You may have caught a practice report or two during the open media sessions for the San Francisco 49ers practice. Naturally, some conclusions are being drawn or some disappointment could be had. I’ve already spoken about how it’s early and the 49ers are getting back into the grind of things, but 49ers head coach Kyle Shanahan has offered some better context onto practice reports at his Wednesday post-practice press conference:
“We didn’t used to get reports of stats on our practices and I don’t get the reports and judge our guys off of them. You tell everyone to ignore them, but I guarantee people hear it, their wives hear it, someone hears it. You know Jimmy’s completion percentage every day, how many picks he threw and I just try to put myself in players’ shoes. You’re going out trying to practice and get better at stuff, trying new things, stuff you don’t always do in games and you’re getting reports on stuff that you had a bad completion percentage or you can’t do this. That stuff worries me for players because now I’m afraid they’re going to go there and be like, ‘Man, I know you want to try this new thing, but I don’t want this to go viral for the next week, I don’t want people to say I can’t throw this type of ball.’ Then they don’t get better and they just try to survive the day so they can please people who don’t really know what they’re working on. It takes a very mentally strong person to not care about that. “
Shanahan was referring to Richard Sherman’s play against Marquise Goodwin. On his first play back from injury, Sherman went up against none other than Goodwin and got burned. As some have pointed out, this may cause misplaced concern that Sherman had lost a step and slowed down. Shanahan wanted to use that more as a coaching point than a statistic, but ended up giving a great reaction to practice reports in general.

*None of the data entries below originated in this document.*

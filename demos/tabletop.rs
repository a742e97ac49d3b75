//! Rearranges objects on a table with a robot arm, optionally against a human
//! who moves objects around.
//!
//! Run with:
//! ```bash
//! cargo run --release --example tabletop -- --objects 2 --locations 4 --place b0,l3 --place b1,l2
//! cargo run --release --example tabletop -- --objects 1 --locations 3 --human --interventions 1 --place b0,l2
//! ```

use clap::Parser;
use color_eyre::eyre::eyre;
use symplan::automaton::Automaton;
use symplan::config::{Algorithm, Config, Construction, Semantics};
use symplan::cost::{RegionCost, WeightTable};
use symplan::game::{Game, GameOutcome};
use symplan::planner::Planner;
use symplan::product::ProductState;
use symplan::search::SearchOutcome;
use symplan::worlds::TableTop;

#[derive(Debug, Parser)]
#[command(author, version, about = "Symbolic planning and synthesis for tabletop manipulation")]
struct Cli {
    /// Number of objects
    #[arg(long, default_value = "1")]
    objects: usize,

    /// Number of table locations
    #[arg(long, default_value = "3")]
    locations: usize,

    /// Search algorithm: bfs, dijkstra or astar
    #[arg(long, default_value = "dijkstra")]
    algorithm: Algorithm,

    /// How several placements combine: conjunctive or prioritized
    #[arg(long, default_value = "conjunctive")]
    semantics: Semantics,

    /// Placements to achieve, as `object,location`; one automaton each
    #[arg(long, value_parser = parse_placement)]
    place: Vec<(String, String)>,

    /// Let a human move objects and synthesize a strategy instead of a plan
    #[arg(long)]
    human: bool,

    /// How many times the human may move an object during the whole game
    #[arg(long, default_value = "1")]
    interventions: usize,

    /// Let the human intervene whenever possible during the rollout, keeping objects off their targets
    #[arg(long)]
    adversarial: bool,

    /// Locations where robot moves cost twice as much
    #[arg(long)]
    slow: Vec<String>,

    /// Initial arena size, as a power of two
    #[arg(long, default_value = "18")]
    storage_bits: usize,
}

fn parse_placement(s: &str) -> Result<(String, String), String> {
    let (object, location) = s
        .split_once(',')
        .ok_or_else(|| format!("expected `object,location`, got '{}'", s))?;
    Ok((object.trim().to_string(), location.trim().to_string()))
}

fn main() -> color_eyre::Result<()> {
    color_eyre::install()?;

    simplelog::TermLogger::init(
        simplelog::LevelFilter::Info,
        simplelog::Config::default(),
        simplelog::TerminalMode::Mixed,
        simplelog::ColorChoice::Auto,
    )?;

    let cli = Cli::parse();
    let world = TableTop::new(cli.objects, cli.locations).with_human(cli.human);
    let placements = if cli.place.is_empty() {
        let last = world
            .locations
            .last()
            .ok_or_else(|| eyre!("at least one location is needed"))?;
        vec![("b0".to_string(), last.clone())]
    } else {
        cli.place.clone()
    };

    let task = world.task();
    let domain = world.domain();
    let config = Config {
        storage_bits: cli.storage_bits,
        algorithm: cli.algorithm,
        semantics: cli.semantics,
        construction: Construction::Incremental,
        capacity: world.capacity(),
        max_interventions: Some(cli.interventions),
        ..Default::default()
    };
    let weights = WeightTable::manipulation();
    let region = RegionCost::new(cli.slow.iter().cloned(), 2);
    let planner = Planner::builder(config, &task, &domain)
        .weights(&weights, &region)
        .game(cli.human)
        .build()?;

    let d = planner.diagnostics();
    println!(
        "transition system: {} states, {} edges, {} variables, {} layers in {:?}",
        d.states,
        d.edges,
        d.variables,
        d.layers(),
        d.total_time()
    );

    let automata: Vec<Automaton> = placements
        .iter()
        .map(|(o, l)| Automaton::eventually(format!("{}@{}", o, l), TableTop::on(o, l)))
        .collect();
    let table = planner.ts().context().predicates();

    if !cli.human {
        match planner.plan(automata)? {
            SearchOutcome::Found(plan) => println!("{}", plan.display(table)),
            SearchOutcome::Unreachable(stats) => {
                return Err(eyre!("no plan after {} iteration(s)", stats.iterations));
            }
        }
        return Ok(());
    }

    let product = planner.product(automata)?;
    let game = Game::new(&product)?;
    let synthesis = match game.solve(&planner.cancel_token())? {
        GameOutcome::Winning(synthesis) => synthesis,
        GameOutcome::NoWinningStrategy(synthesis) => {
            return Err(eyre!(
                "the human can prevent the goal (fixed point after {} iteration(s))",
                synthesis.iterations
            ));
        }
    };
    println!(
        "winning strategy: {} layer(s), {} iteration(s)",
        synthesis.layers.len(),
        synthesis.iterations
    );

    let actions = planner.ts().actions();
    let adversarial = cli.adversarial;
    // The adversarial human never moves an object onto one of its targets.
    let helps = |e: usize| {
        actions[e]
            .kind
            .destination()
            .is_some_and(|(o, l)| placements.iter().any(|(po, pl)| po == o && pl == l))
    };
    let mut human = |_: &ProductState, offered: &[Option<usize>]| {
        if adversarial {
            offered.iter().rposition(|e| e.is_some_and(|e| !helps(e))).unwrap_or(0)
        } else {
            0
        }
    };
    let steps = game.rollout(&synthesis, &mut human, &planner.cancel_token())?;
    for (i, step) in steps.iter().enumerate() {
        let response = step.environment.map_or("-".to_string(), |e| actions[e].name.clone());
        println!(
            "{:>3}. [rank {}] {} / human: {}  {}",
            i + 1,
            step.rank,
            actions[step.system].name,
            response,
            step.to.display(table)
        );
    }

    Ok(())
}
//! Per-variable unique tables.
//!
//! The manager keeps every inner node in one arena and, for each variable,
//! a subtable mapping `(low, high)` children to the arena index of the node:
//!
//! ```text
//! subtables[0] → nodes labelled x1
//! subtables[1] → nodes labelled x2
//! ...
//! ```
//!
//! A lookup before every allocation guarantees that two structurally equal
//! nodes are never created (hash consing), which is what makes equality of
//! [`Ref`]s coincide with equivalence of the represented functions.

use std::collections::HashMap;

use crate::reference::Ref;
use crate::types::Var;

/// Unique table for nodes of a single variable.
#[derive(Debug, Clone)]
pub struct Subtable {
    pub variable: Var,
    nodes: HashMap<(Ref, Ref), u32>,
}

impl Subtable {
    pub fn new(variable: Var) -> Self {
        Self {
            variable,
            nodes: HashMap::new(),
        }
    }

    /// Arena index of the node with these children, if it exists.
    pub fn find(&self, low: Ref, high: Ref) -> Option<u32> {
        self.nodes.get(&(low, high)).copied()
    }

    pub fn insert(&mut self, low: Ref, high: Ref, index: u32) {
        self.nodes.insert((low, high), index);
    }

    pub fn remove(&mut self, low: Ref, high: Ref) -> Option<u32> {
        self.nodes.remove(&(low, high))
    }

    pub fn len(&self) -> usize {
        self.nodes.len()
    }

    pub fn is_empty(&self) -> bool {
        self.nodes.is_empty()
    }

    /// Drop every entry whose index is rejected by `keep`, returning the dropped indices.
    pub fn sweep(&mut self, mut keep: impl FnMut(u32) -> bool) -> Vec<u32> {
        let mut dropped = Vec::new();
        self.nodes.retain(|_, &mut index| {
            let alive = keep(index);
            if !alive {
                dropped.push(index);
            }
            alive
        });
        dropped
    }
}

#[cfg(test)]
mod tests {
    use test_log::test;

    use super::*;

    #[test]
    fn test_subtable_basic() {
        let mut st = Subtable::new(Var::new(1));

        let low = -Ref::positive(1);
        let high = Ref::positive(1);

        assert!(st.find(low, high).is_none());

        st.insert(low, high, 42);
        assert_eq!(st.find(low, high), Some(42));
        assert_eq!(st.len(), 1);

        st.remove(low, high);
        assert!(st.find(low, high).is_none());
        assert!(st.is_empty());
    }

    #[test]
    fn test_subtable_sweep() {
        let mut st = Subtable::new(Var::new(2));
        st.insert(-Ref::positive(1), Ref::positive(1), 10);
        st.insert(Ref::positive(2), Ref::positive(3), 20);
        st.insert(-Ref::positive(1), Ref::positive(3), 30);

        let mut dropped = st.sweep(|i| i != 20);
        dropped.sort();
        assert_eq!(dropped, vec![20]);
        assert_eq!(st.len(), 2);
        assert_eq!(st.find(Ref::positive(2), Ref::positive(3)), None);
        assert_eq!(st.find(-Ref::positive(1), Ref::positive(3)), Some(30));
    }
}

Something to also keep in mind. Kyle Juszczyk hinted in that the defense will often give them certain formations to help the offense out with new looks (by standing there in a formation). From there they are trying new stuff just to see what would work and what doesn’t. I can only think the offense does the same thing—maybe run a read option or something for the defense to see the ins and outs of.
We won’t really get a good idea of what this 49ers team is until Week 3 of the preseason, that’s when they do a dress rehearsal of sorts and will do some light game planning. Until then, what happens at practice is interesting, but probably should be taken with a grain of salt.